EMC Data Domain deduplication storage systems continue to revolutionize disk backup, archiving, and disaster recovery with high-speed, inline deduplication. By consolidating backup and archive data on a Data Domain system, you can reduce storage requirements by 10-30x, making disk cost-effective for onsite retention and highly efficient for network-based replication to disaster recovery sites.
Compression is a data reduction technology which aims to store a data set using less physical space. In Data Domain systems (DDOS), we do global compression and local compression to compress user data.
Today, we will introduce global compression and local compression on Data Domain.
EMC Data Domain Stream-Informed Segment Layout (SISL) Scaling Architecture Overview
Before we introduce global compression and local compression, we need to know Data Domain Stream-Informed Segment Layout (SISL) Scaling Architecture.
SISL data flow: Step by Step as shown in below.
1. Segment: SISL slices the incoming data into segments, 4 to 12 KB in size.
2. Fingerprint: SISL then creates fingerprint for each segment.
3. Filter: The summary vector and segment locality techniques identify 99% of the duplicate segments in RAM, inline, before storing to disk. If a segment is a duplicate, it is referenced and discarded. If a segment is new, the data moves on to step 4.
4. Compress: New segments are grouped and compressed using common algorithms: lz, gz, gzfast (lz by default).

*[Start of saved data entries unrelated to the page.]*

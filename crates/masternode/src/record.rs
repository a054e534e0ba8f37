use std::collections::VecDeque;
use std::net::SocketAddr;

use stakd_consensus::money::Amount;
use stakd_primitives::encoding::{Decodable, DecodeError, Decoder, Encodable, Encoder};
use stakd_primitives::OutPoint;
use stakd_script::standard::p2pkh_script_for_pubkey;

#[derive(Clone, Copy, Debug, Eq, PartialEq, Hash)]
pub enum MasternodeState {
    Pending,
    Active,
    Expired,
    InputSpent,
    RemovalPending,
}

impl MasternodeState {
    pub fn code(self) -> i32 {
        match self {
            MasternodeState::Pending => -1,
            MasternodeState::Active => 1,
            MasternodeState::Expired => 2,
            MasternodeState::InputSpent => 3,
            MasternodeState::RemovalPending => 4,
        }
    }

    pub fn from_code(code: i32) -> Option<Self> {
        match code {
            -1 => Some(MasternodeState::Pending),
            1 => Some(MasternodeState::Active),
            2 => Some(MasternodeState::Expired),
            3 => Some(MasternodeState::InputSpent),
            4 => Some(MasternodeState::RemovalPending),
            _ => None,
        }
    }

    pub fn as_str(self) -> &'static str {
        match self {
            MasternodeState::Pending => "pending",
            MasternodeState::Active => "active",
            MasternodeState::Expired => "expired",
            MasternodeState::InputSpent => "input-spent",
            MasternodeState::RemovalPending => "removal-pending",
        }
    }

    /// States swept from the registry and never checked again.
    pub fn is_removable(self) -> bool {
        matches!(
            self,
            MasternodeState::InputSpent | MasternodeState::RemovalPending
        )
    }
}

#[derive(Clone, Copy, Debug, Eq, PartialEq)]
pub struct PaymentRecord {
    pub height: i32,
    pub amount: Amount,
}

#[derive(Clone, Debug, Eq, PartialEq)]
pub struct MasternodeRecord {
    pub collateral: OutPoint,
    pub addr: SocketAddr,
    pub collateral_pubkey: Vec<u8>,
    pub operator_pubkey: Vec<u8>,
    pub signature: Vec<u8>,
    pub sig_time: i64,
    pub last_ping: i64,
    pub protocol_version: i32,
    pub state: MasternodeState,
    pub registered_order: u64,
    pub last_paid_height: i32,
    /// Most recent payments, oldest first.
    pub ledger: VecDeque<PaymentRecord>,
}

impl MasternodeRecord {
    /// Script payments to this masternode go to: P2PKH of the collateral key.
    pub fn payee_script(&self) -> Vec<u8> {
        p2pkh_script_for_pubkey(&self.collateral_pubkey)
    }

    pub fn is_active(&self) -> bool {
        self.state == MasternodeState::Active
    }

    pub fn pay_count(&self) -> usize {
        self.ledger.len()
    }

    pub fn pay_value(&self) -> Amount {
        self.ledger.iter().map(|payment| payment.amount).sum()
    }

    /// Mean amount per recorded payment.
    pub fn pay_rate(&self) -> Amount {
        match self.pay_count() {
            0 => 0,
            count => self.pay_value() / count as Amount,
        }
    }

    pub fn record_payment(&mut self, height: i32, amount: Amount, capacity: usize) {
        self.ledger.push_back(PaymentRecord { height, amount });
        while self.ledger.len() > capacity.max(1) {
            self.ledger.pop_front();
        }
        self.last_paid_height = self.last_paid_height.max(height);
    }

    /// Drops every payment recorded at `height` or above. Returns whether any was removed.
    pub fn undo_payment(&mut self, height: i32) -> bool {
        let before = self.ledger.len();
        self.ledger.retain(|payment| payment.height < height);
        if self.ledger.len() == before {
            return false;
        }
        self.last_paid_height = self
            .ledger
            .iter()
            .map(|payment| payment.height)
            .max()
            .unwrap_or(0);
        true
    }

    pub fn encode(&self) -> Vec<u8> {
        let mut encoder = Encoder::new();
        self.collateral.consensus_encode(&mut encoder);
        encoder.write_var_bytes(self.addr.to_string().as_bytes());
        encoder.write_var_bytes(&self.collateral_pubkey);
        encoder.write_var_bytes(&self.operator_pubkey);
        encoder.write_var_bytes(&self.signature);
        encoder.write_i64_le(self.sig_time);
        encoder.write_i64_le(self.last_ping);
        encoder.write_i32_le(self.protocol_version);
        encoder.write_i32_le(self.state.code());
        encoder.write_u64_le(self.registered_order);
        encoder.write_i32_le(self.last_paid_height);
        encoder.write_varint(self.ledger.len() as u64);
        for payment in &self.ledger {
            encoder.write_i32_le(payment.height);
            encoder.write_i64_le(payment.amount);
        }
        encoder.into_inner()
    }

    pub fn decode(bytes: &[u8]) -> Result<Self, DecodeError> {
        let mut decoder = Decoder::new(bytes);
        let collateral = OutPoint::consensus_decode(&mut decoder)?;
        let addr = read_addr(&mut decoder)?;
        let collateral_pubkey = decoder.read_var_bytes()?;
        let operator_pubkey = decoder.read_var_bytes()?;
        let signature = decoder.read_var_bytes()?;
        let sig_time = decoder.read_i64_le()?;
        let last_ping = decoder.read_i64_le()?;
        let protocol_version = decoder.read_i32_le()?;
        let state = MasternodeState::from_code(decoder.read_i32_le()?)
            .ok_or(DecodeError::InvalidData("unknown masternode state"))?;
        let registered_order = decoder.read_u64_le()?;
        let last_paid_height = decoder.read_i32_le()?;
        let count = decoder.read_len()?;
        let mut ledger = VecDeque::with_capacity(count.min(64));
        for _ in 0..count {
            ledger.push_back(PaymentRecord {
                height: decoder.read_i32_le()?,
                amount: decoder.read_i64_le()?,
            });
        }
        if !decoder.is_empty() {
            return Err(DecodeError::TrailingBytes);
        }
        Ok(Self {
            collateral,
            addr,
            collateral_pubkey,
            operator_pubkey,
            signature,
            sig_time,
            last_ping,
            protocol_version,
            state,
            registered_order,
            last_paid_height,
            ledger,
        })
    }
}

pub(crate) fn read_addr(decoder: &mut Decoder<'_>) -> Result<SocketAddr, DecodeError> {
    let raw = decoder.read_var_bytes()?;
    std::str::from_utf8(&raw)
        .ok()
        .and_then(|text| text.parse().ok())
        .ok_or(DecodeError::InvalidData("invalid socket address"))
}

#[cfg(test)]
mod tests {
    use super::*;

    fn record() -> MasternodeRecord {
        MasternodeRecord {
            collateral: OutPoint::new([4u8; 32], 1),
            addr: "127.0.0.1:19999".parse().expect("addr"),
            collateral_pubkey: vec![2u8; 33],
            operator_pubkey: vec![3u8; 33],
            signature: vec![9u8; 65],
            sig_time: 1_000,
            last_ping: 1_500,
            protocol_version: 70_001,
            state: MasternodeState::Active,
            registered_order: 7,
            last_paid_height: 0,
            ledger: VecDeque::new(),
        }
    }

    #[test]
    fn state_codes_are_stable() {
        for state in [
            MasternodeState::Pending,
            MasternodeState::Active,
            MasternodeState::Expired,
            MasternodeState::InputSpent,
            MasternodeState::RemovalPending,
        ] {
            assert_eq!(MasternodeState::from_code(state.code()), Some(state));
        }
        assert_eq!(MasternodeState::Pending.code(), -1);
        assert_eq!(MasternodeState::from_code(0), None);
    }

    #[test]
    fn ledger_is_bounded_and_undo_restores_last_paid() {
        let mut record = record();
        for height in 1..=5 {
            record.record_payment(height * 10, 100, 3);
        }
        assert_eq!(record.pay_count(), 3);
        assert_eq!(record.ledger.front().map(|p| p.height), Some(30));
        assert_eq!(record.last_paid_height, 50);
        assert_eq!(record.pay_value(), 300);
        assert_eq!(record.pay_rate(), 100);

        assert!(record.undo_payment(50));
        assert_eq!(record.last_paid_height, 40);
        assert!(!record.undo_payment(60));
    }

    #[test]
    fn record_encoding_preserves_fields() {
        let mut record = record();
        record.record_payment(12, 5_000, 10);
        let decoded = MasternodeRecord::decode(&record.encode()).expect("decode");
        assert_eq!(decoded, record);

        let mut bytes = record.encode();
        bytes.push(0);
        assert_eq!(
            MasternodeRecord::decode(&bytes),
            Err(DecodeError::TrailingBytes)
        );
    }
}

5. Write: Writes data (segments, fingerprints, metadata and logs) to containers, and containers are written to disk.
Understanding global compression and local compression
After understanding SISL data flow, let us look at what global compression and local compression is.
Global compression equals deduplication. Global compression is used to identify redundant data segments and store only unique data segments.
Global compression corresponds to the 1st, 2nd and 3rdsteps data deduplication of SISL. Global compression cannot be turned off.
Local compression further compresses the unique data segments with certain compression algorithms (for example, lz, gz, and gzfast).
Local compression corresponds to the 4th and 5th steps data deduplication of SISL. Local compression canbe turned off.
The overall user data compression is the joint effort of global compression and local compression. This is the final result of deduplication. DDOS uses "compression ratio" to measure the effectiveness of its data compression.
An example of daily monitor on Data Domain
We can use CLI command to view the values of global compression and local compression. The command is filesys show compression. The output is as below:
View the data of Last 7 days, we know Pre-Comp (The original backup data) is 34260.2GiB. Global-Comp (Global compression) ratio is 2.2. Local-Comp (Local compression) ratio is 3.2. Post-Comp (The data written to disk) is 4899.2GiB. Total-Comp (The overall user data compression) is 7.0. (2.2 * 3.2≈7.0).
View the data of Last 24 hours, we know Pre-Comp (The original backup data) is 4845.0GiB. Global-Comp (Global compression) ratio is 2.1. Local-Comp (Local compression) ratio is 3.0. Post-Comp (The data written to disk) is 784.3GiB. Total-Comp (The overall user data compression) is 6.2. (2.1 * 3.0≈7.0).
By understanding the concept of data deduplication and data compression on DDOS, can help you to monitor the space usage effectively, it also has some significance to adjust your backup strategy.